▶ THE TASK: Keep to one stretch of the data below, the lines from the one with "use tracing_subscriber::util::SubscriberInitExt;" up to and including the one with "targets (module names)", and return that stretch exactly.

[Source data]

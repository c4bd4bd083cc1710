// Logging system for Wrapman
use std::io::{self, IsTerminal};
use tracing::{Level, Subscriber};
use tracing_subscriber::fmt::{self, MakeWriter};
use tracing_subscriber::layer::SubscriberExt;
use tracing_subscriber::registry::LookupSpan;
use tracing_subscriber::util::SubscriberInitExt;
use tracing_subscriber::{EnvFilter, Layer};

use crate::error::Result;

/// Logging configuration
#[derive(Debug, Clone)]
pub struct LogConfig {
    /// Log level (trace, debug, info, warn, error)
    pub level: Level,
    /// Output format (pretty for terminals, json for programmatic use)
    pub format: LogFormat,
    /// Color output configuration
    pub color: ColorConfig,
    /// Whether to show targets (module names)
    pub show_targets: bool,
    /// Whether to show timestamps
    pub show_timestamps: bool,
}

/// Log output format options
#[derive(Debug, Clone, PartialEq)]
pub enum LogFormat {
    /// Pretty output for terminals
    Pretty,
    /// JSON output for log collectors
    Json,
    /// Compact format for structured logging
    Compact,
}

/// Color output configuration
#[derive(Debug, Clone, PartialEq)]
pub enum ColorConfig {
    /// Automatically detect if colors should be used
    Auto,
    /// Always use colors
    Always,
    /// Never use colors
    Never,
}

impl Default for LogConfig {
    fn default() -> Self {
        Self {
            level: Level::INFO,
            format: LogFormat::Pretty,
            color: ColorConfig::Auto,
            show_targets: false,
            show_timestamps: false,
        }
    }
}

impl LogFormat {
    /// Parse a format name, falling back to pretty output
    pub fn from_name(name: Option<&str>) -> Self {
        match name {
            Some("json") => LogFormat::Json,
            Some("compact") => LogFormat::Compact,
            _ => LogFormat::Pretty,
        }
    }
}

impl LogConfig {
    /// Create logging configuration from CLI arguments
    pub fn from_cli(verbose: bool, quiet: bool, color: Option<String>) -> Self {
        let level = if quiet {
            Level::ERROR
        } else if verbose {
            Level::DEBUG
        } else {
            Level::INFO
        };

        let color_config = match color.as_deref() {
            Some("always") => ColorConfig::Always,
            Some("never") => ColorConfig::Never,
            _ => ColorConfig::Auto,
        };

        Self {
            level,
            format: LogFormat::Pretty,
            color: color_config,
            show_targets: false,
            show_timestamps: false,
        }
    }

    pub fn with_format(mut self, format: LogFormat) -> Self {
        self.format = format;
        self
    }

    pub fn with_timestamps(mut self, show_timestamps: bool) -> Self {
        self.show_timestamps = show_timestamps;
        self
    }

    /// Check if colors should be used based on configuration and terminal
    pub fn should_use_colors(&self) -> bool {
        match self.color {
            ColorConfig::Always => true,
            ColorConfig::Never => false,
            ColorConfig::Auto => {
                io::stderr().is_terminal()
                    && std::env::var("TERM").map_or(true, |term| term != "dumb")
                    && std::env::var("NO_COLOR").is_err()
            }
        }
    }

    /// Formatting layer for this configuration, writing to `writer`
    pub fn layer<S, W>(&self, writer: W) -> Box<dyn Layer<S> + Send + Sync + 'static>
    where
        S: Subscriber + for<'a> LookupSpan<'a>,
        W: for<'w> MakeWriter<'w> + Send + Sync + 'static,
    {
        let ansi = self.should_use_colors();
        let base = fmt::layer()
            .with_writer(writer)
            .with_target(self.show_targets);

        match (&self.format, self.show_timestamps) {
            (LogFormat::Pretty, true) => base.with_ansi(ansi).boxed(),
            (LogFormat::Pretty, false) => base.with_ansi(ansi).without_time().boxed(),
            (LogFormat::Json, true) => base.json().boxed(),
            (LogFormat::Json, false) => base.json().without_time().boxed(),
            (LogFormat::Compact, true) => base.with_ansi(ansi).compact().boxed(),
            (LogFormat::Compact, false) => base.with_ansi(ansi).compact().without_time().boxed(),
        }
    }

    fn env_filter(&self) -> EnvFilter {
        EnvFilter::try_from_env("WRAPMAN_LOG")
            .unwrap_or_else(|_| EnvFilter::new(format!("wrapman={}", self.level)))
    }
}

/// Initialize the logging system with the given configuration
///
/// Logs go to stderr so command output on stdout stays machine-readable.
pub fn init_logging(config: LogConfig) -> Result<()> {
    let installed = tracing_subscriber::registry()
        .with(config.env_filter())
        .with(config.layer(io::stderr))
        .try_init();

    // A subscriber installed earlier in the process (tests, embedding services) wins.
    if let Err(e) = installed {
        tracing::debug!("Global subscriber already set: {e}");
    }

    Ok(())
}

/// Logging utilities for registry operations
pub mod utils {
    use std::path::Path;
    use tracing::{debug, error, info, span, warn, Level, Span};

    /// Create a span for loading one matrix cell
    pub fn cell_loading_span(ecosystem_version: &str, language_version: &str) -> Span {
        span!(
            Level::DEBUG,
            "cell_loading",
            ecosystem_version = %ecosystem_version,
            language_version = %language_version
        )
    }

    /// Create a span for configuration loading
    pub fn config_loading_span(config_path: &Path) -> Span {
        span!(Level::DEBUG, "config_loading", path = %config_path.display())
    }

    pub fn log_cell_loaded(ecosystem_version: &str, language_version: &str, is_default: bool) {
        info!(
            ecosystem_version = %ecosystem_version,
            language_version = %language_version,
            is_default = is_default,
            "Compiler wrapper loaded"
        );
    }

    /// One structured record per failed cell
    pub fn log_cell_failure(ecosystem_version: &str, language_version: &str, cause: &str) {
        error!(
            ecosystem_version = %ecosystem_version,
            language_version = %language_version,
            cause = %cause,
            "Can't initialize compiler wrapper"
        );
    }

    pub fn log_registry_summary(loaded: usize, failed: usize, default: Option<(&str, &str)>) {
        match default {
            Some((ecosystem_version, language_version)) => info!(
                loaded = loaded,
                failed = failed,
                default_ecosystem_version = %ecosystem_version,
                default_language_version = %language_version,
                "Wrapper registry initialized"
            ),
            None => warn!(
                loaded = loaded,
                failed = failed,
                "Wrapper registry initialized without a default wrapper"
            ),
        }
    }

    pub fn log_config_validation(config_path: &Path, valid: bool) {
        if valid {
            debug!(path = %config_path.display(), "Configuration validation passed");
        } else {
            error!(path = %config_path.display(), "Configuration validation failed");
        }
    }
}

▶ TASK OUTPUT:
use tracing_subscriber::util::SubscriberInitExt;
use tracing_subscriber::{EnvFilter, Layer};

use crate::error::Result;

/// Logging configuration
#[derive(Debug, Clone)]
pub struct LogConfig {
    /// Log level (trace, debug, info, warn, error)
    pub level: Level,
    /// Output format (pretty for terminals, json for programmatic use)
    pub format: LogFormat,
    /// Color output configuration
    pub color: ColorConfig,
    /// Whether to show targets (module names)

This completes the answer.